Chipotle is about to find out if people are willing to pay a lot extra for a lot more guacamole. The chain is rolling out a new large-sized guacamole side. Chipotle previously sold only 4-ounce portions, but now it’ll offer 8-ounce sides. It’ll cost double though: $4.10.
4. Avocados Are Rich in Protein and Potassium
One of the reasons avocados, and therefore guacamole, are so popular is because they are seen as a healthy choice. Avocados are high in protein and healthy fats. The fat included in avocados is called “oleic acid.” This type of monounsaturated fatty acid may help to lower blood pressure, help the body burn unhealthy fat, lower bad cholesterol and strength brain function.
Avocados have twice as much potassium as bananas. One avocado contains 975 milligrams of potassium, compared to 487 milligrams in a banana. Potassium is crucial to a healthy diet because it helps with nerve function, muscle strength and heart health. Guacamole also contains about 2 grams of fiber per serving.
If you’re trying to be healthy, guacamole is a good choice. It has fewer calories than ranch or sour cream. The common additions to guacamole are typically healthier, natural ingredients too: tomato, cilantro, onion, garlic and spices. Just keep in mind that eating huge portions of chips is not the healthiest choice.

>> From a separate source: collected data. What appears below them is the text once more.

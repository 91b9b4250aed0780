//! Lock-free cycle/permission accounting.
//!
//! Time since the limiter was created is divided into cycles of
//! `limit_refresh_period` nanoseconds; the cycle for instant `t` is
//! `t / period`. The mutable state is a single word packing
//! `(active_cycle, active_permissions)` and is only ever replaced by
//! compare-and-swap, so any number of concurrent acquirers contend on one
//! atomic cell. Negative permissions encode reservations already handed to
//! callers that are still waiting for their cycle to start.

use std::sync::atomic::{AtomicU32, AtomicU64, Ordering};
use std::time::Instant;

// State layout: cycle in the high 32 bits, permissions (i32) in the low 32.
fn pack(cycle: u32, permissions: i32) -> u64 {
    ((cycle as u64) << 32) | (permissions as u32 as u64)
}

fn unpack(word: u64) -> (u32, i32) {
    ((word >> 32) as u32, word as u32 as i32)
}

pub(crate) struct AtomicCycleCore {
    start: Instant,
    period_nanos: u64,
    limit: AtomicU32,
    state: AtomicU64,
    last_nanos_to_wait: AtomicU64,
}

impl AtomicCycleCore {
    pub(crate) fn new(period_nanos: u64, limit: u32) -> Self {
        Self {
            start: Instant::now(),
            period_nanos,
            limit: AtomicU32::new(limit),
            state: AtomicU64::new(pack(0, limit as i32)),
            last_nanos_to_wait: AtomicU64::new(0),
        }
    }

    fn now_nanos(&self) -> u64 {
        self.start.elapsed().as_nanos() as u64
    }

    /// Reserves one permission.
    ///
    /// `Ok(wait)` means the permission was reserved and becomes valid after
    /// `wait` nanoseconds (0 = immediately). `Err(wait)` means the required
    /// wait exceeds `timeout_nanos`; the state is left untouched.
    pub(crate) fn try_reserve(&self, timeout_nanos: u64) -> Result<u64, u64> {
        loop {
            let observed = self.state.load(Ordering::Acquire);
            let (active_cycle, active_permissions) = unpack(observed);
            let limit = self.limit.load(Ordering::Relaxed) as i64;

            let now = self.now_nanos();
            let cycle = now / self.period_nanos;
            let cycle_tag = cycle as u32;

            // Lazy refresh: skipped cycles each grant `limit` permissions,
            // capped at `limit` so idle periods cannot bank a burst. The
            // cycle is stored mod 2^32; an idle gap of over 2^32 cycles can
            // alias to "same cycle" for one acquire and heals on the next.
            let elapsed_cycles = cycle_tag.wrapping_sub(active_cycle) as u64;
            let permissions = if elapsed_cycles > 0 {
                (active_permissions as i64)
                    .saturating_add((elapsed_cycles as i64).saturating_mul(limit))
                    .min(limit)
            } else {
                active_permissions as i64
            };

            // Wait until the cycle where the reservation becomes valid: the
            // remainder of the current cycle plus one full cycle for each
            // `limit` reservations already queued ahead of this caller.
            let nanos_to_wait = if permissions > 0 {
                0
            } else {
                let nanos_to_next_cycle = (cycle + 1) * self.period_nanos - now;
                ((-permissions) as u64 / limit as u64) * self.period_nanos + nanos_to_next_cycle
            };

            if nanos_to_wait > timeout_nanos {
                return Err(nanos_to_wait);
            }

            let reserved = (permissions - 1).max(i32::MIN as i64) as i32;
            if self
                .state
                .compare_exchange_weak(
                    observed,
                    pack(cycle_tag, reserved),
                    Ordering::AcqRel,
                    Ordering::Acquire,
                )
                .is_ok()
            {
                self.last_nanos_to_wait
                    .store(nanos_to_wait, Ordering::Relaxed);
                return Ok(nanos_to_wait);
            }
            // CAS lost against another acquirer, retry with fresh state.
        }
    }

    /// Permissions available right now, after accounting for elapsed cycles.
    /// Negative values are outstanding reservations.
    pub(crate) fn available_permissions(&self) -> i64 {
        let (active_cycle, active_permissions) = unpack(self.state.load(Ordering::Acquire));
        let limit = self.limit.load(Ordering::Relaxed) as i64;
        let cycle_tag = (self.now_nanos() / self.period_nanos) as u32;
        let elapsed_cycles = cycle_tag.wrapping_sub(active_cycle) as u64;
        if elapsed_cycles > 0 {
            (active_permissions as i64)
                .saturating_add((elapsed_cycles as i64).saturating_mul(limit))
                .min(limit)
        } else {
            active_permissions as i64
        }
    }

    pub(crate) fn last_nanos_to_wait(&self) -> u64 {
        self.last_nanos_to_wait.load(Ordering::Relaxed)
    }

    pub(crate) fn limit(&self) -> u32 {
        self.limit.load(Ordering::Relaxed)
    }

    /// Replaces the per-cycle limit. Takes full effect at the next refresh.
    pub(crate) fn set_limit(&self, limit: u32) {
        self.limit.store(limit, Ordering::Relaxed);
    }

    pub(crate) fn period_nanos(&self) -> u64 {
        self.period_nanos
    }
}

#[cfg(test)]
mod tests {
    use super::*;
    use std::sync::Arc;
    use std::time::Duration;

    const HOUR: u64 = 3_600_000_000_000;

    #[test]
    fn pack_round_trips_negative_permissions() {
        for (cycle, permissions) in [(0, 50), (7, 0), (u32::MAX, -1), (123, i32::MIN)] {
            assert_eq!(unpack(pack(cycle, permissions)), (cycle, permissions));
        }
    }

    #[test]
    fn grants_limit_permissions_per_cycle() {
        // One-hour cycle so the test stays in cycle zero.
        let core = AtomicCycleCore::new(HOUR, 3);
        assert_eq!(core.try_reserve(0), Ok(0));
        assert_eq!(core.try_reserve(0), Ok(0));
        assert_eq!(core.try_reserve(0), Ok(0));

        let err = core.try_reserve(0).unwrap_err();
        assert!(err > 0);
        // The rejected attempt must not consume state.
        assert_eq!(core.available_permissions(), 0);
    }

    #[test]
    fn reservations_queue_into_future_cycles() {
        let core = AtomicCycleCore::new(HOUR, 1);
        assert_eq!(core.try_reserve(0), Ok(0));

        // Next permit belongs to the following cycle.
        let first_wait = core.try_reserve(u64::MAX).unwrap();
        assert!(first_wait <= HOUR);

        // The one after that is a full cycle later.
        let second_wait = core.try_reserve(u64::MAX).unwrap();
        assert!(second_wait > HOUR && second_wait <= 2 * HOUR);
        assert_eq!(core.available_permissions(), -2);
    }

    #[test]
    fn refresh_restores_permissions() {
        let core = AtomicCycleCore::new(20_000_000, 2); // 20 ms cycles
        assert_eq!(core.try_reserve(0), Ok(0));
        assert_eq!(core.try_reserve(0), Ok(0));
        assert!(core.try_reserve(0).is_err());

        std::thread::sleep(Duration::from_millis(25));
        assert_eq!(core.try_reserve(0), Ok(0));
    }

    #[test]
    fn refresh_carries_reservations_forward() {
        let core = AtomicCycleCore::new(20_000_000, 1);
        assert_eq!(core.try_reserve(0), Ok(0));
        // Reserve the whole next cycle.
        let wait = core.try_reserve(u64::MAX).unwrap();
        assert!(wait > 0);

        std::thread::sleep(Duration::from_millis(25));
        // The refreshed cycle's permit already belongs to the reservation.
        assert!(core.try_reserve(0).is_err());
    }

    #[test]
    fn limit_change_applies_on_refresh() {
        let core = AtomicCycleCore::new(20_000_000, 1);
        assert_eq!(core.try_reserve(0), Ok(0));
        assert!(core.try_reserve(0).is_err());

        core.set_limit(3);
        std::thread::sleep(Duration::from_millis(25));
        assert_eq!(core.try_reserve(0), Ok(0));
        assert_eq!(core.try_reserve(0), Ok(0));
        assert_eq!(core.try_reserve(0), Ok(0));
        assert!(core.try_reserve(0).is_err());
    }

    #[test]
    fn concurrent_acquirers_never_exceed_the_limit() {
        let core = Arc::new(AtomicCycleCore::new(HOUR, 100));
        let mut handles = Vec::new();
        for _ in 0..8 {
            let core = Arc::clone(&core);
            handles.push(std::thread::spawn(move || {
                let mut acquired = 0u32;
                for _ in 0..50 {
                    if core.try_reserve(0).is_ok() {
                        acquired += 1;
                    }
                }
                acquired
            }));
        }
        let total: u32 = handles.into_iter().map(|h| h.join().unwrap()).sum();
        assert_eq!(total, 100);
    }
}
use std::collections::HashMap;
use std::sync::Arc;

use parking_lot::RwLock;

use crate::{RateLimiter, RateLimiterConfig};

/// Name-keyed collection of rate limiters sharing a default configuration.
///
/// Creation is idempotent: repeated lookups of the same name return the same
/// instance.
#[derive(Clone)]
pub struct RateLimiterRegistry {
    inner: Arc<RegistryInner>,
}

struct RegistryInner {
    default_config: RateLimiterConfig,
    limiters: RwLock<HashMap<String, RateLimiter>>,
}

impl RateLimiterRegistry {
    /// Creates a registry whose limiters use the default configuration.
    pub fn of_defaults() -> Self {
        Self::with_config(RateLimiterConfig::default())
    }

    /// Creates a registry with a shared default configuration.
    pub fn with_config(default_config: RateLimiterConfig) -> Self {
        Self {
            inner: Arc::new(RegistryInner {
                default_config,
                limiters: RwLock::new(HashMap::new()),
            }),
        }
    }

    /// Returns the limiter registered under `name`, creating it with the
    /// registry default configuration if absent.
    pub fn rate_limiter(&self, name: &str) -> RateLimiter {
        self.get_or_create(name, || self.inner.default_config.clone())
    }

    /// Returns the limiter registered under `name`, creating it with `config`
    /// if absent. An existing instance wins; its configuration is unchanged.
    pub fn rate_limiter_with_config(&self, name: &str, config: RateLimiterConfig) -> RateLimiter {
        self.get_or_create(name, || config)
    }

    /// All limiters created so far.
    pub fn all(&self) -> Vec<RateLimiter> {
        self.inner.limiters.read().values().cloned().collect()
    }

    fn get_or_create(&self, name: &str, config: impl FnOnce() -> RateLimiterConfig) -> RateLimiter {
        if let Some(limiter) = self.inner.limiters.read().get(name) {
            return limiter.clone();
        }
        let mut limiters = self.inner.limiters.write();
        limiters
            .entry(name.to_string())
            .or_insert_with(|| RateLimiter::new(name, config()))
            .clone()
    }
}
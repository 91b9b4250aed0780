use std::time::Duration;

use rampart_core::ConfigError;

/// Immutable configuration for a rate limiter.
#[derive(Debug, Clone, PartialEq, Eq)]
pub struct RateLimiterConfig {
    pub(crate) limit_refresh_period: Duration,
    pub(crate) limit_for_period: u32,
    pub(crate) timeout_duration: Duration,
}

impl RateLimiterConfig {
    /// Creates a new configuration builder.
    pub fn builder() -> RateLimiterConfigBuilder {
        RateLimiterConfigBuilder::new()
    }

    /// Length of one permission cycle.
    pub fn limit_refresh_period(&self) -> Duration {
        self.limit_refresh_period
    }

    /// Permissions granted per cycle.
    pub fn limit_for_period(&self) -> u32 {
        self.limit_for_period
    }

    /// Default wait budget used by [`RateLimiter::acquire`](crate::RateLimiter::acquire).
    pub fn timeout_duration(&self) -> Duration {
        self.timeout_duration
    }
}

impl Default for RateLimiterConfig {
    fn default() -> Self {
        Self {
            limit_refresh_period: Duration::from_nanos(500),
            limit_for_period: 50,
            timeout_duration: Duration::from_secs(5),
        }
    }
}

/// Builder for [`RateLimiterConfig`].
pub struct RateLimiterConfigBuilder {
    limit_refresh_period: Duration,
    limit_for_period: u32,
    timeout_duration: Duration,
}

impl RateLimiterConfigBuilder {
    /// Creates a builder with the defaults (500 ns period, 50 permissions,
    /// 5 s timeout).
    pub fn new() -> Self {
        let defaults = RateLimiterConfig::default();
        Self {
            limit_refresh_period: defaults.limit_refresh_period,
            limit_for_period: defaults.limit_for_period,
            timeout_duration: defaults.timeout_duration,
        }
    }

    /// Sets the cycle length. Must be at least one nanosecond.
    pub fn limit_refresh_period(mut self, period: Duration) -> Self {
        self.limit_refresh_period = period;
        self
    }

    /// Sets the number of permissions granted per cycle. Must be positive.
    pub fn limit_for_period(mut self, limit: u32) -> Self {
        self.limit_for_period = limit;
        self
    }

    /// Sets the default wait budget for acquisition.
    pub fn timeout_duration(mut self, timeout: Duration) -> Self {
        self.timeout_duration = timeout;
        self
    }

    /// Validates the settings and builds the configuration.
    pub fn build(self) -> Result<RateLimiterConfig, ConfigError> {
        if self.limit_refresh_period < Duration::from_nanos(1) {
            return Err(ConfigError::new(
                "limit_refresh_period",
                "must be at least 1ns",
            ));
        }
        if self.limit_for_period == 0 {
            return Err(ConfigError::new(
                "limit_for_period",
                "must be greater than 0",
            ));
        }
        if self.limit_for_period > i32::MAX as u32 {
            return Err(ConfigError::new(
                "limit_for_period",
                format!("must be at most {}", i32::MAX),
            ));
        }
        Ok(RateLimiterConfig {
            limit_refresh_period: self.limit_refresh_period,
            limit_for_period: self.limit_for_period,
            timeout_duration: self.timeout_duration,
        })
    }
}

impl Default for RateLimiterConfigBuilder {
    fn default() -> Self {
        Self::new()
    }
}
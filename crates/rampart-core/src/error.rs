use thiserror::Error;

/// Error returned synchronously by configuration builders for invalid values.
///
/// Carries the name of the offending parameter so callers can report exactly
/// which setting was rejected.
#[derive(Debug, Clone, PartialEq, Eq, Error)]
#[error("invalid configuration: {parameter} {reason}")]
pub struct ConfigError {
    /// Name of the offending parameter.
    pub parameter: &'static str,
    /// Why the value was rejected.
    pub reason: String,
}

impl ConfigError {
    /// Creates a new configuration error for `parameter`.
    pub fn new(parameter: &'static str, reason: impl Into<String>) -> Self {
        Self {
            parameter,
            reason: reason.into(),
        }
    }
}
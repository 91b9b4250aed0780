use std::time::SystemTime;

use rampart_core::GuardEvent;

/// Why an acquire attempt produced no permission.
#[derive(Debug, Clone, Copy, PartialEq, Eq)]
pub enum FailedAcquireReason {
    /// The required wait exceeded the caller's timeout.
    Timeout,
    /// The caller was cancelled while waiting for its reservation.
    Cancelled,
}

/// Events emitted by a rate limiter.
#[derive(Debug, Clone)]
pub enum RateLimiterEvent {
    /// A permission was acquired.
    SuccessfulAcquire {
        name: String,
        created_at: SystemTime,
        /// How long the caller waited for the permission to become valid.
        nanos_waited: u64,
    },
    /// No permission was acquired.
    FailedAcquire {
        name: String,
        created_at: SystemTime,
        reason: FailedAcquireReason,
    },
}

impl GuardEvent for RateLimiterEvent {
    fn event_type(&self) -> &'static str {
        match self {
            RateLimiterEvent::SuccessfulAcquire { .. } => "SuccessfulAcquire",
            RateLimiterEvent::FailedAcquire { .. } => "FailedAcquire",
        }
    }

    fn created_at(&self) -> SystemTime {
        match self {
            RateLimiterEvent::SuccessfulAcquire { created_at, .. }
            | RateLimiterEvent::FailedAcquire { created_at, .. } => *created_at,
        }
    }

    fn guard_name(&self) -> &str {
        match self {
            RateLimiterEvent::SuccessfulAcquire { name, .. }
            | RateLimiterEvent::FailedAcquire { name, .. } => name,
        }
    }
}
use thiserror::Error;

/// Errors returned by the rate limiter decorators.
#[derive(Debug, Error)]
pub enum RateLimiterError<E> {
    /// No permission became available within the timeout; the protected
    /// function was not run.
    #[error("rate limiter '{name}' did not permit the request")]
    RequestNotPermitted {
        /// Name of the rejecting limiter instance.
        name: String,
    },

    /// The protected function ran and returned this error.
    #[error("inner call error: {0}")]
    Inner(E),
}

impl<E> RateLimiterError<E> {
    /// Returns true if the request was rejected without running.
    pub fn is_request_not_permitted(&self) -> bool {
        matches!(self, RateLimiterError::RequestNotPermitted { .. })
    }

    /// Returns the inner error if the protected function produced one.
    pub fn into_inner(self) -> Option<E> {
        match self {
            RateLimiterError::Inner(e) => Some(e),
            _ => None,
        }
    }
}

#[cfg(test)]
mod tests {
    use super::*;

    #[test]
    fn helpers_distinguish_variants() {
        let rejected: RateLimiterError<&str> = RateLimiterError::RequestNotPermitted {
            name: "api".to_string(),
        };
        assert!(rejected.is_request_not_permitted());
        assert_eq!(rejected.into_inner(), None);

        let inner = RateLimiterError::Inner("boom");
        assert!(!inner.is_request_not_permitted());
        assert_eq!(inner.into_inner(), Some("boom"));
    }
}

5. Did You Know: Avocado is Fruit, Specifically a Berry
Here’s a fun fact for you: avocados are actually berries! Experts at the University of California explain that fruits fall into two categories: dry and fleshy.
Fleshy fruits are further divided into two subcategories: drupes and berries. Drupes have “stones” or “pits” as opposed to seeds. Some examples of drupes include peaches and plums. Berries, on the other hand, have seeds and a fleshy interior.